Regardless of the political stability of the present government, due to the fact that the coalition government maintains a stable parliamentary majority, such a high-level dismissal and political battle within the Milanovic government and the ruling Social Democratic Party (SDP) oftentimes has serious repercussions, both political and to the economy. This is especially the case when the Finance Minister in question is such a dominant, popular and strong-willed character imposing his economic and financial policies on the populace, businesses, his own party and ruling coalition.

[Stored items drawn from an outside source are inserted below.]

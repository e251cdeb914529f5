//! Time management for the simulation
//!
//! The simulation advances in whole years. Year indices start at 0 and map
//! onto calendar years starting at the configured start year.

use serde::{Deserialize, Serialize};

/// Tracks the current year of a run against its horizon
///
/// # Example
/// ```
/// use fiscal_simulator_core_rs::SimulationClock;
///
/// let mut clock = SimulationClock::new(2025, 3);
/// assert_eq!(clock.current_index(), 0);
/// assert_eq!(clock.calendar_year(), 2025);
///
/// clock.advance_year();
/// assert_eq!(clock.calendar_year(), 2026);
/// assert!(!clock.is_finished());
/// ```
#[derive(Debug, Clone, Serialize, Deserialize)]
pub struct SimulationClock {
    /// Calendar year of year index 0
    start_year: i32,
    /// Years elapsed since the start of the run
    current_index: usize,
    /// Total number of years to simulate
    horizon: usize,
}

impl SimulationClock {
    /// Create a clock for a run of `horizon` years starting at `start_year`
    pub fn new(start_year: i32, horizon: usize) -> Self {
        Self {
            start_year,
            current_index: 0,
            horizon,
        }
    }

    /// Advance time by one year
    pub fn advance_year(&mut self) {
        self.current_index += 1;
    }

    /// Index of the year about to be simulated (0-based)
    pub fn current_index(&self) -> usize {
        self.current_index
    }

    /// Calendar year of the year about to be simulated
    pub fn calendar_year(&self) -> i32 {
        self.year_for_index(self.current_index)
    }

    /// Calendar year for an arbitrary index
    pub fn year_for_index(&self, index: usize) -> i32 {
        self.start_year + index as i32
    }

    /// True once every year of the horizon has been simulated
    pub fn is_finished(&self) -> bool {
        self.current_index >= self.horizon
    }

    /// Years left to simulate
    pub fn remaining_years(&self) -> usize {
        self.horizon.saturating_sub(self.current_index)
    }

    pub fn start_year(&self) -> i32 {
        self.start_year
    }

    pub fn horizon(&self) -> usize {
        self.horizon
    }
}

#[cfg(test)]
mod tests {
    use super::*;

    #[test]
    fn test_clock_finishes_after_horizon() {
        let mut clock = SimulationClock::new(2030, 2);
        assert_eq!(clock.remaining_years(), 2);

        clock.advance_year();
        clock.advance_year();

        assert!(clock.is_finished());
        assert_eq!(clock.remaining_years(), 0);
        assert_eq!(clock.calendar_year(), 2032);
    }

    #[test]
    fn test_year_for_index() {
        let clock = SimulationClock::new(1999, 10);
        assert_eq!(clock.year_for_index(0), 1999);
        assert_eq!(clock.year_for_index(9), 2008);
    }
}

All Pre-bankruptcy Procedures in Question
One of Linic’s economic policies that he imposed was the instrument of Pre-bankruptcy Procedure, which allows struggling companies to agree to a “bail-out” procedure with creditors and the state (through the Tax Authority and the Ministry’s Fina), in order to save the business and jobs. The implementation of this policy was also the rationale for his dismissal and the source of his downfall. Even though the Pre-bankruptcy Procedure Act was proposed by Linic, it was eventually approved by the government cabinet and ratified by the government-coalition majority in the Sabor. The act has always been controversial, because it allowed for the subjective negotiations and agreement by the Finance Ministry to “bail-out” companies at its discretion…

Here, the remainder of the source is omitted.